#### Exercise brief:
Number of lines with the string "accepted" in the entries below: report it, and nothing besides.

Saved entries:
____

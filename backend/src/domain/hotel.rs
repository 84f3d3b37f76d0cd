//! Hotel listing record and its validated fields.
//!
//! Every field is a value object that validates on construction, so a
//! [`Hotel`] that exists is a record that may be persisted. Serialisation
//! uses plain strings and numbers (`camelCase` keys) so adapters can store
//! the record as-is.

use std::fmt;

use serde::{Deserialize, Serialize};
use thiserror::Error;
use uuid::Uuid;

/// Lowest accepted star rating.
pub const RATING_MIN: u8 = 1;
/// Highest accepted star rating.
pub const RATING_MAX: u8 = 5;
/// Maximum length (in characters) of hotel and city names.
pub const NAME_MAX: usize = 200;
/// Maximum length (in bytes) of an asset key.
pub const ASSET_KEY_MAX: usize = 1024;

/// Validation errors raised while building hotel fields.
#[derive(Debug, Clone, PartialEq, Eq, Error)]
pub enum HotelValidationError {
    /// A required text field was blank.
    #[error("{field} must not be empty")]
    Empty { field: &'static str },
    /// A text field exceeded its length limit.
    #[error("{field} must be at most {max} characters")]
    TooLong { field: &'static str, max: usize },
    /// A numeric field could not be parsed as an integer.
    #[error("{field} must be an integer, got '{value}'")]
    NotAnInteger { field: &'static str, value: String },
    /// The rating fell outside the accepted range.
    #[error("hotelRating must be between {min} and {max}, got {value}")]
    RatingOutOfRange { value: i64, min: u8, max: u8 },
    /// The price was negative or too large.
    #[error("hotelPrice must be a non-negative integer no larger than {max}, got {value}")]
    PriceOutOfRange { value: i64, max: u32 },
    /// The owner identifier had surrounding whitespace.
    #[error("userId must not contain surrounding whitespace")]
    OwnerWhitespace,
    /// The asset key was not a bare file name.
    #[error("file name '{value}' must be a bare file name")]
    InvalidAssetKey { value: String },
    /// The hotel identifier was not a UUID.
    #[error("hotel id must be a valid UUID")]
    InvalidId,
}

impl HotelValidationError {
    /// Form field (or record attribute) the error refers to.
    #[must_use]
    pub fn field(&self) -> &'static str {
        match self {
            Self::Empty { field }
            | Self::TooLong { field, .. }
            | Self::NotAnInteger { field, .. } => field,
            Self::RatingOutOfRange { .. } => "hotelRating",
            Self::PriceOutOfRange { .. } => "hotelPrice",
            Self::OwnerWhitespace => "userId",
            Self::InvalidAssetKey { .. } => "file",
            Self::InvalidId => "id",
        }
    }
}

fn bounded_text(
    field: &'static str,
    value: String,
    max: usize,
) -> Result<String, HotelValidationError> {
    let trimmed = value.trim();
    if trimmed.is_empty() {
        return Err(HotelValidationError::Empty { field });
    }
    if trimmed.chars().count() > max {
        return Err(HotelValidationError::TooLong { field, max });
    }
    Ok(trimmed.to_owned())
}

fn parse_integer(field: &'static str, raw: &str) -> Result<i64, HotelValidationError> {
    raw.trim()
        .parse::<i64>()
        .map_err(|_| HotelValidationError::NotAnInteger {
            field,
            value: raw.to_owned(),
        })
}

/// Globally unique hotel identifier, generated once per successful creation.
#[derive(Debug, Clone, Copy, PartialEq, Eq, Hash, Serialize, Deserialize)]
#[serde(try_from = "String", into = "String")]
pub struct HotelId(Uuid);

impl HotelId {
    /// Generate a fresh random identifier.
    #[must_use]
    pub fn random() -> Self {
        Self(Uuid::new_v4())
    }

    /// Parse an identifier from its hyphenated string form.
    pub fn new(id: impl AsRef<str>) -> Result<Self, HotelValidationError> {
        Uuid::parse_str(id.as_ref())
            .map(Self)
            .map_err(|_| HotelValidationError::InvalidId)
    }

    /// Access the underlying UUID.
    #[must_use]
    pub fn as_uuid(&self) -> &Uuid {
        &self.0
    }
}

impl fmt::Display for HotelId {
    fn fmt(&self, f: &mut fmt::Formatter<'_>) -> fmt::Result {
        write!(f, "{}", self.0)
    }
}

impl From<HotelId> for String {
    fn from(value: HotelId) -> Self {
        value.to_string()
    }
}

impl TryFrom<String> for HotelId {
    type Error = HotelValidationError;

    fn try_from(value: String) -> Result<Self, Self::Error> {
        Self::new(value)
    }
}

macro_rules! text_value {
    ($(#[$meta:meta])* $name:ident, $field:literal, $max:expr) => {
        $(#[$meta])*
        #[derive(Debug, Clone, PartialEq, Eq, Hash, Serialize, Deserialize)]
        #[serde(try_from = "String", into = "String")]
        pub struct $name(String);

        impl $name {
            /// Validate and construct the value; surrounding whitespace is trimmed.
            pub fn new(value: impl Into<String>) -> Result<Self, HotelValidationError> {
                bounded_text($field, value.into(), $max).map(Self)
            }
        }

        impl AsRef<str> for $name {
            fn as_ref(&self) -> &str {
                self.0.as_str()
            }
        }

        impl fmt::Display for $name {
            fn fmt(&self, f: &mut fmt::Formatter<'_>) -> fmt::Result {
                f.write_str(&self.0)
            }
        }

        impl From<$name> for String {
            fn from(value: $name) -> Self {
                value.0
            }
        }

        impl TryFrom<String> for $name {
            type Error = HotelValidationError;

            fn try_from(value: String) -> Result<Self, Self::Error> {
                Self::new(value)
            }
        }
    };
}

text_value!(
    /// Display name of the hotel.
    HotelName,
    "hotelName",
    NAME_MAX
);

text_value!(
    /// City the hotel is located in.
    CityName,
    "hotelCity",
    NAME_MAX
);

/// Star rating between [`RATING_MIN`] and [`RATING_MAX`].
#[derive(Debug, Clone, Copy, PartialEq, Eq, Hash, Serialize, Deserialize)]
#[serde(try_from = "i64", into = "i64")]
pub struct Rating(u8);

impl Rating {
    /// Validate an integer rating.
    pub fn new(value: i64) -> Result<Self, HotelValidationError> {
        u8::try_from(value)
            .ok()
            .filter(|rating| (RATING_MIN..=RATING_MAX).contains(rating))
            .map(Self)
            .ok_or(HotelValidationError::RatingOutOfRange {
                value,
                min: RATING_MIN,
                max: RATING_MAX,
            })
    }

    /// Parse a rating submitted as form text.
    ///
    /// # Examples
    /// ```
    /// use hotel_admin::domain::Rating;
    ///
    /// assert_eq!(Rating::parse(" 4 ").map(|r| r.value()), Ok(4));
    /// assert!(Rating::parse("four").is_err());
    /// assert!(Rating::parse("9").is_err());
    /// ```
    pub fn parse(raw: &str) -> Result<Self, HotelValidationError> {
        Self::new(parse_integer("hotelRating", raw)?)
    }

    /// Numeric rating.
    #[must_use]
    pub fn value(self) -> u8 {
        self.0
    }
}

impl From<Rating> for i64 {
    fn from(value: Rating) -> Self {
        i64::from(value.0)
    }
}

impl TryFrom<i64> for Rating {
    type Error = HotelValidationError;

    fn try_from(value: i64) -> Result<Self, Self::Error> {
        Self::new(value)
    }
}

/// Non-negative nightly price in whole currency units.
#[derive(Debug, Clone, Copy, PartialEq, Eq, Hash, Serialize, Deserialize)]
#[serde(try_from = "i64", into = "i64")]
pub struct Price(u32);

impl Price {
    /// Validate an integer price.
    pub fn new(value: i64) -> Result<Self, HotelValidationError> {
        u32::try_from(value)
            .map(Self)
            .map_err(|_| HotelValidationError::PriceOutOfRange {
                value,
                max: u32::MAX,
            })
    }

    /// Parse a price submitted as form text.
    pub fn parse(raw: &str) -> Result<Self, HotelValidationError> {
        Self::new(parse_integer("hotelPrice", raw)?)
    }

    /// Numeric price.
    #[must_use]
    pub fn value(self) -> u32 {
        self.0
    }
}

impl From<Price> for i64 {
    fn from(value: Price) -> Self {
        i64::from(value.0)
    }
}

impl TryFrom<i64> for Price {
    type Error = HotelValidationError;

    fn try_from(value: i64) -> Result<Self, Self::Error> {
        Self::new(value)
    }
}

/// Identifier of the user owning a hotel, taken from the token subject.
#[derive(Debug, Clone, PartialEq, Eq, Hash, Serialize, Deserialize)]
#[serde(try_from = "String", into = "String")]
pub struct OwnerId(String);

impl OwnerId {
    /// Validate an owner identifier: non-empty and without surrounding whitespace.
    pub fn new(value: impl Into<String>) -> Result<Self, HotelValidationError> {
        let raw = value.into();
        if raw.trim().is_empty() {
            return Err(HotelValidationError::Empty { field: "userId" });
        }
        if raw.trim() != raw {
            return Err(HotelValidationError::OwnerWhitespace);
        }
        Ok(Self(raw))
    }
}

impl AsRef<str> for OwnerId {
    fn as_ref(&self) -> &str {
        self.0.as_str()
    }
}

impl fmt::Display for OwnerId {
    fn fmt(&self, f: &mut fmt::Formatter<'_>) -> fmt::Result {
        f.write_str(&self.0)
    }
}

impl From<OwnerId> for String {
    fn from(value: OwnerId) -> Self {
        value.0
    }
}

impl TryFrom<String> for OwnerId {
    type Error = HotelValidationError;

    fn try_from(value: String) -> Result<Self, Self::Error> {
        Self::new(value)
    }
}

/// Object-store key of an uploaded image: the submitted file name.
///
/// Keys are bare file names. Path separators, `..`, and control characters
/// are rejected so a submission cannot address another prefix. Two uploads
/// with the same name share a key and the later one wins.
#[derive(Debug, Clone, PartialEq, Eq, Hash, Serialize, Deserialize)]
#[serde(try_from = "String", into = "String")]
pub struct AssetKey(String);

impl AssetKey {
    /// Validate an asset key.
    ///
    /// # Examples
    /// ```
    /// use hotel_admin::domain::AssetKey;
    ///
    /// assert!(AssetKey::new("lobby.jpg").is_ok());
    /// assert!(AssetKey::new("../secrets.txt").is_err());
    /// ```
    pub fn new(value: impl Into<String>) -> Result<Self, HotelValidationError> {
        let raw = value.into();
        if raw.trim().is_empty() {
            return Err(HotelValidationError::Empty { field: "file" });
        }
        let invalid = raw.len() > ASSET_KEY_MAX
            || raw == "."
            || raw.contains("..")
            || raw.contains(['/', '\\'])
            || raw.chars().any(char::is_control)
            || raw.trim() != raw;
        if invalid {
            return Err(HotelValidationError::InvalidAssetKey { value: raw });
        }
        Ok(Self(raw))
    }
}

impl AsRef<str> for AssetKey {
    fn as_ref(&self) -> &str {
        self.0.as_str()
    }
}

impl fmt::Display for AssetKey {
    fn fmt(&self, f: &mut fmt::Formatter<'_>) -> fmt::Result {
        f.write_str(&self.0)
    }
}

impl From<AssetKey> for String {
    fn from(value: AssetKey) -> Self {
        value.0
    }
}

impl TryFrom<String> for AssetKey {
    type Error = HotelValidationError;

    fn try_from(value: String) -> Result<Self, Self::Error> {
        Self::new(value)
    }
}

/// Validated hotel fields awaiting an identifier.
#[derive(Debug, Clone, PartialEq, Eq)]
pub struct HotelDraft {
    /// Display name.
    pub name: HotelName,
    /// City name.
    pub city: CityName,
    /// Star rating.
    pub rating: Rating,
    /// Nightly price.
    pub price: Price,
    /// Owning user.
    pub owner: OwnerId,
    /// Key of the stored image.
    pub file_name: AssetKey,
}

/// Persisted hotel listing record.
///
/// ## Invariants
/// - `id` and `owner` never change once the record exists.
#[derive(Debug, Clone, PartialEq, Eq, Serialize, Deserialize)]
#[serde(rename_all = "camelCase")]
pub struct Hotel {
    id: HotelId,
    name: HotelName,
    #[serde(rename = "cityName")]
    city: CityName,
    rating: Rating,
    price: Price,
    #[serde(rename = "userId")]
    owner: OwnerId,
    file_name: AssetKey,
}

impl Hotel {
    /// Assign an identifier to a validated draft.
    #[must_use]
    pub fn from_draft(id: HotelId, draft: HotelDraft) -> Self {
        let HotelDraft {
            name,
            city,
            rating,
            price,
            owner,
            file_name,
        } = draft;
        Self {
            id,
            name,
            city,
            rating,
            price,
            owner,
            file_name,
        }
    }

    /// Record identifier.
    #[must_use]
    pub fn id(&self) -> HotelId {
        self.id
    }

    /// Display name.
    #[must_use]
    pub fn name(&self) -> &HotelName {
        &self.name
    }

    /// City name.
    #[must_use]
    pub fn city(&self) -> &CityName {
        &self.city
    }

    /// Star rating.
    #[must_use]
    pub fn rating(&self) -> Rating {
        self.rating
    }

    /// Nightly price.
    #[must_use]
    pub fn price(&self) -> Price {
        self.price
    }

    /// Owning user.
    #[must_use]
    pub fn owner(&self) -> &OwnerId {
        &self.owner
    }

    /// Key of the stored image.
    #[must_use]
    pub fn file_name(&self) -> &AssetKey {
        &self.file_name
    }
}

____

#### Solution for this exercise:
3